Well, it was surprising to me.
And it should not have been a surprise.
This is something I need to recognize as a standard confusion. And
rewrite some training material to better address this.
The question comes up when SQL hackers move beyond simple queries and
canned desktop tools into "Big Data" analytics. The pure SQL lifestyle
(using spreadsheets, or Business Objects, or SAS) leads to an
understanding of data that's biased toward working with collections in
an autonomous way.
Outside the SELECT clause, everything's a group or a set or some kind
of collection. Even in spreadsheet world, a lot of Big Data folks slap
summary expressions on the top of a column to show a sum or a count
without too much worry or concern.
But when they start wrestling with Python for loops, and the
atomic elements which comprise a set (or list or dict), then there's a
bit of confusion that creeps in.
An important skill is building a list (or set or dict) from atomic
elements. We'll often have code that looks like this:
some_list = [] for source_object in some_source_of_objects: if some_filter(source_object): useful_object = transform(source_object) some_list.append(useful_object)

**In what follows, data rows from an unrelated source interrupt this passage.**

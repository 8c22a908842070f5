//! Classification of a token sequence into the shape of the command it describes.
//!
//! The grammar is deliberately tiny: a line is either a plain command, a command
//! with one input and/or one output redirection, or a pipeline of plain commands.
//! The classifier walks the tokens once, left to right, and stops at the first
//! violation of that grammar.

use std::fmt;
use std::path::{Path, PathBuf};

/// Upper bound on pipeline stages when no configuration overrides it.
pub const DEFAULT_MAX_PIPELINE_STAGES: usize = 256;

/// An operator recognised by the classifier. Operators must stand alone as a token.
#[derive(Debug, Clone, Copy, PartialEq, Eq)]
pub enum Operator {
    /// Input redirection symbol, `<`.
    RedirectIn,
    /// Output redirection symbol, `>`.
    RedirectOut,
    /// The pipe operator, `|`.
    Pipe,
}

impl Operator {
    /// Recognises a whole token as an operator.
    pub fn from_token(token: &str) -> Option<Self> {
        match token {
            "<" => Some(Operator::RedirectIn),
            ">" => Some(Operator::RedirectOut),
            "|" => Some(Operator::Pipe),
            _ => None,
        }
    }

    pub fn as_str(self) -> &'static str {
        match self {
            Operator::RedirectIn => "<",
            Operator::RedirectOut => ">",
            Operator::Pipe => "|",
        }
    }
}

impl fmt::Display for Operator {
    fn fmt(&self, f: &mut fmt::Formatter<'_>) -> fmt::Result {
        f.write_str(self.as_str())
    }
}

/// A token built only from operator characters, e.g. `<<`, `>>` or `||`.
fn looks_like_operator(token: &str) -> bool {
    !token.is_empty() && token.chars().all(|c| matches!(c, '<' | '>' | '|'))
}

/// Reasons a line is rejected by the classifier.
#[derive(Debug, Clone, PartialEq, Eq)]
pub enum ParsingError {
    /// Two `<` operators on the same line.
    DuplicateInput,
    /// Two `>` operators on the same line.
    DuplicateOutput,
    /// A redirection and a pipe on the same line.
    RedirectWithPipe,
    /// An operator at the end of the line or directly followed by another operator.
    MissingOperand(Operator),
    /// A command segment without any word in it.
    EmptySegment,
    /// A token such as `>>` that only consists of operator characters.
    UnsupportedOperator(String),
    /// A word following the file name of a redirection.
    UnexpectedWord(String),
    /// The pipeline is longer than the configured limit.
    TooManyStages(usize),
}

impl fmt::Display for ParsingError {
    fn fmt(&self, f: &mut fmt::Formatter<'_>) -> fmt::Result {
        match self {
            ParsingError::DuplicateInput => write!(f, "more than one input redirection"),
            ParsingError::DuplicateOutput => write!(f, "more than one output redirection"),
            ParsingError::RedirectWithPipe => {
                write!(f, "redirections cannot be combined with pipes")
            }
            ParsingError::MissingOperand(Operator::Pipe) => {
                write!(f, "missing command after `|`")
            }
            ParsingError::MissingOperand(op) => write!(f, "missing file name after `{op}`"),
            ParsingError::EmptySegment => write!(f, "empty command"),
            ParsingError::UnsupportedOperator(token) => {
                write!(f, "unsupported operator `{token}`")
            }
            ParsingError::UnexpectedWord(word) => {
                write!(f, "unexpected `{word}` after redirection target")
            }
            ParsingError::TooManyStages(max) => {
                write!(f, "pipeline has more than {max} stages")
            }
        }
    }
}

impl std::error::Error for ParsingError {}

/// Structural category of one input line.
#[derive(Debug, Clone, PartialEq, Eq)]
pub enum Shape {
    /// No operators at all.
    Plain,
    /// `cmd < in`
    RedirectIn,
    /// `cmd > out`
    RedirectOut,
    /// `cmd > out < in`
    RedirectOutIn,
    /// `cmd < in > out`
    RedirectInOut,
    /// `cmd1 | cmd2 | ...` with the number of stages.
    Pipeline(usize),
    /// The line breaks the grammar.
    Invalid(ParsingError),
}

impl Shape {
    fn has_input(&self) -> bool {
        matches!(
            self,
            Shape::RedirectIn | Shape::RedirectOutIn | Shape::RedirectInOut
        )
    }

    fn has_output(&self) -> bool {
        matches!(
            self,
            Shape::RedirectOut | Shape::RedirectOutIn | Shape::RedirectInOut
        )
    }

    pub fn is_invalid(&self) -> bool {
        matches!(self, Shape::Invalid(_))
    }

    /// The shape reached after seeing `op` in this shape.
    fn after(&self, op: Operator) -> Shape {
        match (op, self) {
            (_, Shape::Invalid(err)) => Shape::Invalid(err.clone()),
            (Operator::RedirectIn | Operator::RedirectOut, Shape::Pipeline(_)) => {
                Shape::Invalid(ParsingError::RedirectWithPipe)
            }
            (Operator::RedirectIn, shape) if shape.has_input() => {
                Shape::Invalid(ParsingError::DuplicateInput)
            }
            (Operator::RedirectIn, Shape::RedirectOut) => Shape::RedirectOutIn,
            (Operator::RedirectIn, _) => Shape::RedirectIn,
            (Operator::RedirectOut, shape) if shape.has_output() => {
                Shape::Invalid(ParsingError::DuplicateOutput)
            }
            (Operator::RedirectOut, Shape::RedirectIn) => Shape::RedirectInOut,
            (Operator::RedirectOut, _) => Shape::RedirectOut,
            (Operator::Pipe, Shape::Plain) => Shape::Pipeline(2),
            (Operator::Pipe, Shape::Pipeline(stages)) => Shape::Pipeline(stages + 1),
            (Operator::Pipe, _) => Shape::Invalid(ParsingError::RedirectWithPipe),
        }
    }
}

/// Result of classifying one line.
#[derive(Debug, Clone, PartialEq, Eq)]
pub struct Classification {
    pub shape: Shape,
    /// Index of the token right after every operator seen; the first entry is always 0.
    pub segment_starts: Vec<usize>,
    /// File name following `<`, if any.
    pub input: Option<String>,
    /// File name following `>`, if any.
    pub output: Option<String>,
}

/// A file redirection applied to a single command.
#[derive(Debug, Clone, PartialEq, Eq)]
pub enum Redirect {
    Input(PathBuf),
    Output(PathBuf),
}

impl Redirect {
    /// The file named by the redirection.
    pub fn path(&self) -> &Path {
        match self {
            Redirect::Input(path) | Redirect::Output(path) => path,
        }
    }
}

/// A validated command, ready to be handed to the orchestrator.
#[derive(Debug, Clone, PartialEq, Eq)]
pub enum Command {
    /// A single program with its arguments.
    Simple(Vec<String>),
    /// A single program whose streams are redirected, in textual order.
    Redirected {
        argv: Vec<String>,
        redirects: Vec<Redirect>,
    },
    /// Two or more programs, each one feeding the next.
    Pipeline(Vec<Vec<String>>),
}

impl Classification {
    /// Turns the classification of `tokens` into a [`Command`].
    ///
    /// `tokens` must be the same sequence that was classified.
    pub fn into_command(self, mut tokens: Vec<String>) -> Result<Command, ParsingError> {
        let redirects = match self.shape {
            Shape::Invalid(err) => return Err(err),
            Shape::Plain if tokens.is_empty() => return Err(ParsingError::EmptySegment),
            Shape::Plain => return Ok(Command::Simple(tokens)),
            Shape::Pipeline(_) => {
                let ends = self
                    .segment_starts
                    .iter()
                    .skip(1)
                    .map(|start| start - 1)
                    .chain(std::iter::once(tokens.len()));
                let stages = self
                    .segment_starts
                    .iter()
                    .zip(ends)
                    .map(|(&start, end)| tokens[start..end].to_vec())
                    .collect();
                return Ok(Command::Pipeline(stages));
            }
            Shape::RedirectIn => vec![input_of(self.input)?],
            Shape::RedirectOut => vec![output_of(self.output)?],
            Shape::RedirectInOut => vec![input_of(self.input)?, output_of(self.output)?],
            Shape::RedirectOutIn => vec![output_of(self.output)?, input_of(self.input)?],
        };

        // Everything from the first operator on is operators and file names.
        let first_operator = self
            .segment_starts
            .get(1)
            .map(|start| start - 1)
            .ok_or(ParsingError::EmptySegment)?;
        tokens.truncate(first_operator);
        if tokens.is_empty() {
            return Err(ParsingError::EmptySegment);
        }
        Ok(Command::Redirected {
            argv: tokens,
            redirects,
        })
    }
}

fn input_of(name: Option<String>) -> Result<Redirect, ParsingError> {
    name.map(|n| Redirect::Input(PathBuf::from(n)))
        .ok_or(ParsingError::MissingOperand(Operator::RedirectIn))
}

fn output_of(name: Option<String>) -> Result<Redirect, ParsingError> {
    name.map(|n| Redirect::Output(PathBuf::from(n)))
        .ok_or(ParsingError::MissingOperand(Operator::RedirectOut))
}

/// Single-pass classifier over a token sequence.
#[derive(Debug, Clone)]
pub struct Classifier {
    max_stages: usize,
}

impl Default for Classifier {
    fn default() -> Self {
        Self::new(DEFAULT_MAX_PIPELINE_STAGES)
    }
}

impl Classifier {
    /// Create a classifier accepting pipelines of at most `max_stages` stages.
    pub fn new(max_stages: usize) -> Self {
        Self { max_stages }
    }

    /// Classifies `tokens`, stopping at the first grammar violation.
    pub fn classify<S: AsRef<str>>(&self, tokens: &[S]) -> Classification {
        let mut shape = Shape::Plain;
        let mut segment_starts = vec![0];
        let mut input = None;
        let mut output = None;
        let mut segment_start = 0;
        // Set once a redirection target was consumed: only operators may follow.
        let mut after_target = false;

        let mut pos = 0;
        while pos < tokens.len() {
            let token = tokens[pos].as_ref();
            let Some(op) = Operator::from_token(token) else {
                if looks_like_operator(token) {
                    shape = Shape::Invalid(ParsingError::UnsupportedOperator(token.to_owned()));
                    break;
                }
                if after_target {
                    shape = Shape::Invalid(ParsingError::UnexpectedWord(token.to_owned()));
                    break;
                }
                pos += 1;
                continue;
            };

            shape = shape.after(op);
            if shape.is_invalid() {
                break;
            }
            if pos == segment_start {
                shape = Shape::Invalid(ParsingError::EmptySegment);
                break;
            }
            let operand: Option<&str> = tokens.get(pos + 1).map(|t| t.as_ref());
            let Some(operand) = operand.filter(|t| !looks_like_operator(t)) else {
                shape = Shape::Invalid(ParsingError::MissingOperand(op));
                break;
            };
            if let Shape::Pipeline(stages) = shape {
                if stages > self.max_stages {
                    shape = Shape::Invalid(ParsingError::TooManyStages(self.max_stages));
                    break;
                }
            }
            segment_starts.push(pos + 1);

            match op {
                Operator::RedirectIn => input = Some(operand.to_owned()),
                Operator::RedirectOut => output = Some(operand.to_owned()),
                Operator::Pipe => {
                    segment_start = pos + 1;
                    pos += 1;
                    continue;
                }
            }
            after_target = true;
            pos += 2;
        }

        Classification {
            shape,
            segment_starts,
            input,
            output,
        }
    }
}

This is, of course, simply a list comprehension. In some case, we
might have a process that breaks one of the rules of using a generator
and doesn't work out perfectly cleanly as a comprehension. This is
somewhat more advanced topic.
The transformation step is what seems to causes confusion. Or -- more
properly -- it's the disconnect between the transformation
calculations on atomic items and the group-level processing to
accumulate a collection from individual items.
The use of some_list.append() and some_list[index] and some_list is
something that folks can't -- trivially -- articulate. The course
material isn't clarifying this for them. And (worse) leaping into list
comprehensions doesn't seem to help.
These are particularly difficult to explain if the long version isn't
clear.
some_list = [transform(source_object) for source_object in some_source_of_objects if some_filter(source_object)]
and
some_list = list( map(transform, filter(some_filter, some_source_of_objects)) )
I'm going to have to build some revised course material that zeroes in
on the atomic vs. collection concepts. What we do with an item
(singular) and what we do with a list of items (plural).
I've been working with highly experienced programmers too long. I've
lost sight of the n00b questions.
The goal is to get to the small data map-reduce. We have some folks
who can make big data work, but the big data Hadoop architecture isn't
ideal for all problems. We have to help people distinguish between big
data and small data, and switch gears when appropriate. Since Python
does both very nicely, we think we can build enough education to
school up business experts to also make a more informed technology
choice.